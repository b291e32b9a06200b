use crate::modules::activities::core::{
    activity::{Activity, CapacityPolicy},
    events::{RosterEvent, v1::participant_signed_up::ParticipantSignedUpV1},
};
use crate::modules::activities::use_cases::sign_up_for_activity::{
    command::SignUpForActivity,
    decision::{DecideError, Decision},
};

pub fn decide_sign_up(
    activity: &Activity,
    command: SignUpForActivity,
    capacity: CapacityPolicy,
) -> Decision {
    if activity.is_registered(&command.email) {
        return Decision::Rejected {
            reason: DecideError::AlreadySignedUp,
        };
    }
    if capacity == CapacityPolicy::Enforced && activity.is_full() {
        return Decision::Rejected {
            reason: DecideError::ActivityFull,
        };
    }
    Decision::Accepted {
        events: vec![RosterEvent::ParticipantSignedUpV1(ParticipantSignedUpV1 {
            activity_name: command.activity_name,
            email: command.email,
            occurred_at: command.requested_at,
        })],
    }
}
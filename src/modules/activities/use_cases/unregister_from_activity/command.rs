use crate::shared::core::primitives::ParticipantEmail;

#[derive(Debug, Clone, PartialEq, Eq)]
pub struct UnregisterFromActivity {
    pub activity_name: String,
    pub email: ParticipantEmail,
    pub requested_at: i64,
}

* [EXERCISE PROMPT]
Note each line of the material holding "DecideError" and copy it out.

* [FINISHED TASK]
    decision::{DecideError, Decision},
            reason: DecideError::AlreadySignedUp,
            reason: DecideError::ActivityFull,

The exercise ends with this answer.